Input: Begin

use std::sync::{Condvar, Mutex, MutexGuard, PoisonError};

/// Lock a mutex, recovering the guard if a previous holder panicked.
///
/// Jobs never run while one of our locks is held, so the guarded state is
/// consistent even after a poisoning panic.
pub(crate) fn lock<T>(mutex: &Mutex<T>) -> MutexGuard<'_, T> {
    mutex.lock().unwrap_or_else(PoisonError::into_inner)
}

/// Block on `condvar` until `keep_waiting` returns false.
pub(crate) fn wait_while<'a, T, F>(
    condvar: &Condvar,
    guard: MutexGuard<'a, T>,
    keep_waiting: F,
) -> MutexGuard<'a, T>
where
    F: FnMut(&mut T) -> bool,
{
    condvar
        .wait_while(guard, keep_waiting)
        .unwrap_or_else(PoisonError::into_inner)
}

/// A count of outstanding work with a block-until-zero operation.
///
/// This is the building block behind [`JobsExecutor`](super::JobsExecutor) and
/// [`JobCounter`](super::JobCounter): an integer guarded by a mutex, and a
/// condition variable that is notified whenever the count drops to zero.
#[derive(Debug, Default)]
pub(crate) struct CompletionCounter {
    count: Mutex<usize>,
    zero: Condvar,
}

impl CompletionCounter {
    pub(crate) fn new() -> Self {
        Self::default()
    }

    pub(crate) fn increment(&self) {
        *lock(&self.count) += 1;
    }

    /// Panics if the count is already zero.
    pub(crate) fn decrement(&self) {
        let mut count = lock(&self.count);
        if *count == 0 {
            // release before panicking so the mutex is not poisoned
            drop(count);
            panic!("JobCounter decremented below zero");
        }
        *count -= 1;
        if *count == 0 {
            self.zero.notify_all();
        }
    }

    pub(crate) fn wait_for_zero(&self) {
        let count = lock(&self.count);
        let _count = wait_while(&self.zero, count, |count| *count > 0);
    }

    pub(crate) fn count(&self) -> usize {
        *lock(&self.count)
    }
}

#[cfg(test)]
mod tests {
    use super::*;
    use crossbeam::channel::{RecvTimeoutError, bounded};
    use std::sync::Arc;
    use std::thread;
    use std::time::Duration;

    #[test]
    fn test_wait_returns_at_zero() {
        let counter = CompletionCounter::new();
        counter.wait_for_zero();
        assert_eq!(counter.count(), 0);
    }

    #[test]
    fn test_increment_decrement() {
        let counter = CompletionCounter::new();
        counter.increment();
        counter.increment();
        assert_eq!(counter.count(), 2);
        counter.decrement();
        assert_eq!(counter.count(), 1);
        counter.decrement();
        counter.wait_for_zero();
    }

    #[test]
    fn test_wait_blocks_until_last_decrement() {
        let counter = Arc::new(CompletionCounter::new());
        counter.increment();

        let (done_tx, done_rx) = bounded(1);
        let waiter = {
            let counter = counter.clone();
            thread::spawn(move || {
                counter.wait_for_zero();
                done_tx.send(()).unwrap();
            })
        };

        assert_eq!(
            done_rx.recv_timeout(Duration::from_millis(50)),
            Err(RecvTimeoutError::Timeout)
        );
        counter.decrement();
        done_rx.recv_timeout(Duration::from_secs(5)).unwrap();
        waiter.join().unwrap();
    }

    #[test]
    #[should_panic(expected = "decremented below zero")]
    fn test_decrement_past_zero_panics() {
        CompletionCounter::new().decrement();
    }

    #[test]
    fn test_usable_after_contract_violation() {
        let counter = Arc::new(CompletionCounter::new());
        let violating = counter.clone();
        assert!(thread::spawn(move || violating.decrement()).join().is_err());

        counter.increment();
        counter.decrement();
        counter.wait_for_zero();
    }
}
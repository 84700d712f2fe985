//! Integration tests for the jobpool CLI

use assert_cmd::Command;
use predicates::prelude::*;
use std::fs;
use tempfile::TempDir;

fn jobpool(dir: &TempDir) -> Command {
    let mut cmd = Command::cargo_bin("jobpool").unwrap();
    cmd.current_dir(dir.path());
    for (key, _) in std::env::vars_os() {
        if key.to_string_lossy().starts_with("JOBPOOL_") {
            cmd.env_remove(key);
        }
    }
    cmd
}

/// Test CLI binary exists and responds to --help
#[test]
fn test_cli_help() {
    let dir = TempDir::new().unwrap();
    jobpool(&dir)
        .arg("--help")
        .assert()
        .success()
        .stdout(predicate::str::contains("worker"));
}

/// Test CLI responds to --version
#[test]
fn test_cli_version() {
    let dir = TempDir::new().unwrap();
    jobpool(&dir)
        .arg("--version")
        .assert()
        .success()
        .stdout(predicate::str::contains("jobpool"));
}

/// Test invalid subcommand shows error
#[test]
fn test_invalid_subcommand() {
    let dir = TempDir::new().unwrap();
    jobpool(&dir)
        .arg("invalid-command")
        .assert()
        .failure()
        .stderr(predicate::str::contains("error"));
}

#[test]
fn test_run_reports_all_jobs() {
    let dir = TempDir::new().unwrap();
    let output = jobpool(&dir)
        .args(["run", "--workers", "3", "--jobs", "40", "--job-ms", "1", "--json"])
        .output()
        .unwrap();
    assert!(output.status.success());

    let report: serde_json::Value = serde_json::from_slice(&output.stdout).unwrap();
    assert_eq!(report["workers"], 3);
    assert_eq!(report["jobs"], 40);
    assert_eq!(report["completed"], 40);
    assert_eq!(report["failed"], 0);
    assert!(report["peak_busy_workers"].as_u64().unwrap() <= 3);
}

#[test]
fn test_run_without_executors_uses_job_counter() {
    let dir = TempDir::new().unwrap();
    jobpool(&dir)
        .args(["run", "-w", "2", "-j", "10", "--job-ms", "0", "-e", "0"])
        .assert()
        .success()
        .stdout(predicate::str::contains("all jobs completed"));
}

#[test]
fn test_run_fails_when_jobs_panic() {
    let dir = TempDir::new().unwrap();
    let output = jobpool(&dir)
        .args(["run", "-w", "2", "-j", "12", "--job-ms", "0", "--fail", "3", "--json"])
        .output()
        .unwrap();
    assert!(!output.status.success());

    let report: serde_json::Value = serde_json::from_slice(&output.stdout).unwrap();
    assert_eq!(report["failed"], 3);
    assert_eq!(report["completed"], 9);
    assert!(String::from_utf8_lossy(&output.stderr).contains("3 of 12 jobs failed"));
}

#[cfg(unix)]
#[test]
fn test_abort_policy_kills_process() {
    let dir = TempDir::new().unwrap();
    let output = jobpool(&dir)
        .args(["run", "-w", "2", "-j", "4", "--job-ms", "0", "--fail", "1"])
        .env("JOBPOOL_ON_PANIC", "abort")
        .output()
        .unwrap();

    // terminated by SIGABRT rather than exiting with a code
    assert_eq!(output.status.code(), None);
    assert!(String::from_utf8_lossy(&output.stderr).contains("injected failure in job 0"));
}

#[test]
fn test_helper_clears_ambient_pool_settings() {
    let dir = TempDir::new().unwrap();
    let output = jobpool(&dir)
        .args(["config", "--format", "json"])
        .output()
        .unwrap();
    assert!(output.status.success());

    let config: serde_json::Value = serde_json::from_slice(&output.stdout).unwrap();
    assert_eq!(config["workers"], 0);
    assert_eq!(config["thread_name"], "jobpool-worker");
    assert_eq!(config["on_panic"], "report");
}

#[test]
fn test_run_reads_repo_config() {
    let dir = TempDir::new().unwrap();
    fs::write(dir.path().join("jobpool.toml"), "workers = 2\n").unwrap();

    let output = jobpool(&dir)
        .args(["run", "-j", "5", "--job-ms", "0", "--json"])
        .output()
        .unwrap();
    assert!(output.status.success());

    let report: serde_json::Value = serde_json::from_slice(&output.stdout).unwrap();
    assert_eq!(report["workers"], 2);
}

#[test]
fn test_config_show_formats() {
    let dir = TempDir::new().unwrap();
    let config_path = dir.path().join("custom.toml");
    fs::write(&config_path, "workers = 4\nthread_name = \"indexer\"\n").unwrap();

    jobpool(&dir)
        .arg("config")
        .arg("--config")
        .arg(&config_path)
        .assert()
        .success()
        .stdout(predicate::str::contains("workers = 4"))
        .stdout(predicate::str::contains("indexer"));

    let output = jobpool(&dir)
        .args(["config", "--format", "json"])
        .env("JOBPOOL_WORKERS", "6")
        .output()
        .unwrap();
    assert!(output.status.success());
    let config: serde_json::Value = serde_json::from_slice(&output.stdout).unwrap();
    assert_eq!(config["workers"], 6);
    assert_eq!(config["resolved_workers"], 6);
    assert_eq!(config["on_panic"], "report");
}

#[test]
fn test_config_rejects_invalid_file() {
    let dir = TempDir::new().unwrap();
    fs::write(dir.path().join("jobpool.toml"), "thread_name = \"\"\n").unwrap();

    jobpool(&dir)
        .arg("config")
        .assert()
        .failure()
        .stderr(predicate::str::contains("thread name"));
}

Input: End
Input: Begin

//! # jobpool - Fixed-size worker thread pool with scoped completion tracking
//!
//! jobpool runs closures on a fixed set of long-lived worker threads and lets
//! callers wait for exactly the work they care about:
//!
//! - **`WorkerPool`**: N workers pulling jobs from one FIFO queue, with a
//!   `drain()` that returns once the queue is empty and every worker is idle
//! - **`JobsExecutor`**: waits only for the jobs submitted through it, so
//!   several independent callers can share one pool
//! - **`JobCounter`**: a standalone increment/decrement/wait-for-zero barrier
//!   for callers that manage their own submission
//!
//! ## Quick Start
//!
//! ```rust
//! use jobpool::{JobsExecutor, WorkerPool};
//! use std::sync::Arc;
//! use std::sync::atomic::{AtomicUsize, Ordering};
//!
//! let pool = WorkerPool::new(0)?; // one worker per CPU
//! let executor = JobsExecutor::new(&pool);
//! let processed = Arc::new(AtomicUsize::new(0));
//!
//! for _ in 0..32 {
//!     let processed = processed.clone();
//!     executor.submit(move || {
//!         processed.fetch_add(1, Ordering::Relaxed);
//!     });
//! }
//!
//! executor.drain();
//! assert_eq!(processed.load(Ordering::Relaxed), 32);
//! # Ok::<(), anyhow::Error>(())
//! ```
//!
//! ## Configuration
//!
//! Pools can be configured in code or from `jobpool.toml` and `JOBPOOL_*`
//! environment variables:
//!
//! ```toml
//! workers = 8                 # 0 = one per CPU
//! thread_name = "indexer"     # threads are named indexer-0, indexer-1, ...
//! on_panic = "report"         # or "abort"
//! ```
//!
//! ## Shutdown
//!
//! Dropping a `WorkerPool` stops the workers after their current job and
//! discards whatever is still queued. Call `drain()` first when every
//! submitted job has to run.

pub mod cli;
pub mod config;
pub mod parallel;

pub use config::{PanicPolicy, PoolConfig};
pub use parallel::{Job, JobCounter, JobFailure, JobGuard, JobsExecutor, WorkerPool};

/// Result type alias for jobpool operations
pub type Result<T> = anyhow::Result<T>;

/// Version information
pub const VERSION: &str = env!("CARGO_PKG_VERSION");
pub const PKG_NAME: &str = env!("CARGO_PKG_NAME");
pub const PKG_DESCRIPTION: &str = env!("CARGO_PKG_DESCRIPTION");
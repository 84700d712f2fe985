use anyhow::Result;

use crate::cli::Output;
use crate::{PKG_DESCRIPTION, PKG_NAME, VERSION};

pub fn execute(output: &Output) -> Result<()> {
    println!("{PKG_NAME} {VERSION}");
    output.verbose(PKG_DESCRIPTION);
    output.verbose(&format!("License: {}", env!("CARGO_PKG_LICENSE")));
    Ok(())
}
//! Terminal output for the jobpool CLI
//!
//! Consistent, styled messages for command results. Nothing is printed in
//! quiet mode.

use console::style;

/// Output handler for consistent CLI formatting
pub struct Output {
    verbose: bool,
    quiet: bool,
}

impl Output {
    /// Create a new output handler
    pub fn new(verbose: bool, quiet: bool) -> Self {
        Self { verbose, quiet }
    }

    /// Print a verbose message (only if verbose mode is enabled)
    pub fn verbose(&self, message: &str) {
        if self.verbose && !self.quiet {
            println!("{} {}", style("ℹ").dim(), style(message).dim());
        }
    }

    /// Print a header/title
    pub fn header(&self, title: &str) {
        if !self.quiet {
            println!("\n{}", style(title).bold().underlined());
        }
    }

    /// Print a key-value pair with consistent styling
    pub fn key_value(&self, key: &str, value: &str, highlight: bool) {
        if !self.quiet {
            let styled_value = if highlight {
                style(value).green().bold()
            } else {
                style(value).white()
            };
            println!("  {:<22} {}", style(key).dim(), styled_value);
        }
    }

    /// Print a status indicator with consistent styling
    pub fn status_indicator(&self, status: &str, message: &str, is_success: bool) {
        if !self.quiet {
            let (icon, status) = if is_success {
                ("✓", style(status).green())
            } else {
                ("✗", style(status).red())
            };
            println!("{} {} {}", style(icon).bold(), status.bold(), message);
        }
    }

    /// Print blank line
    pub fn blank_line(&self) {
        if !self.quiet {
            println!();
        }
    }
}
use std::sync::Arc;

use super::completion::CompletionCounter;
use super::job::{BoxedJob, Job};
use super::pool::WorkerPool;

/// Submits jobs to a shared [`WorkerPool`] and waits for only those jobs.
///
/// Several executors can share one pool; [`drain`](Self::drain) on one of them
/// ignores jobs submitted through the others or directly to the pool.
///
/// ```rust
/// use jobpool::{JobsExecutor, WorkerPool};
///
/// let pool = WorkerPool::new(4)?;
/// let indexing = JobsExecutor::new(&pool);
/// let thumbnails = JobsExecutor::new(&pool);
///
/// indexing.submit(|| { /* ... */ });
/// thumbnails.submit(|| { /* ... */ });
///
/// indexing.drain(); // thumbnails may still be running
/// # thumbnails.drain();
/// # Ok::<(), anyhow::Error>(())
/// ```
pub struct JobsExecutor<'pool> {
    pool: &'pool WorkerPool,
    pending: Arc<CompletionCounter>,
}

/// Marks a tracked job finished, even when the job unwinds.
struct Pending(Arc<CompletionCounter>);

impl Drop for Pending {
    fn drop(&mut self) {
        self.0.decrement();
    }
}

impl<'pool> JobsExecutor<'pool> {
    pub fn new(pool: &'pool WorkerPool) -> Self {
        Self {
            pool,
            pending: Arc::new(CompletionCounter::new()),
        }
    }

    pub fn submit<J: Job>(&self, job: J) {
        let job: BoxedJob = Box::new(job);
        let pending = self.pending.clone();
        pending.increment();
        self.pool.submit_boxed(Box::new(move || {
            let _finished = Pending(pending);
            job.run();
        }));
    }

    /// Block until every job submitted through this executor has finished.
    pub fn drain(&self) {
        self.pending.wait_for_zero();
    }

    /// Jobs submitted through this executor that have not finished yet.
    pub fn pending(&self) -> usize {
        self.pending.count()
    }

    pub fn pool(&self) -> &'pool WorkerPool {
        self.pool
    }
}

Input: End

| What the task asks |
In the listing above, find the line containing "pub fn blank_line(&self)" and the line containing "one of them", then retype both and every line between them exactly, with nothing else.

| Exercise result |
    pub fn blank_line(&self) {
        if !self.quiet {
            println!();
        }
    }
}
use std::sync::Arc;

use super::completion::CompletionCounter;
use super::job::{BoxedJob, Job};
use super::pool::WorkerPool;

/// Submits jobs to a shared [`WorkerPool`] and waits for only those jobs.
///
/// Several executors can share one pool; [`drain`](Self::drain) on one of them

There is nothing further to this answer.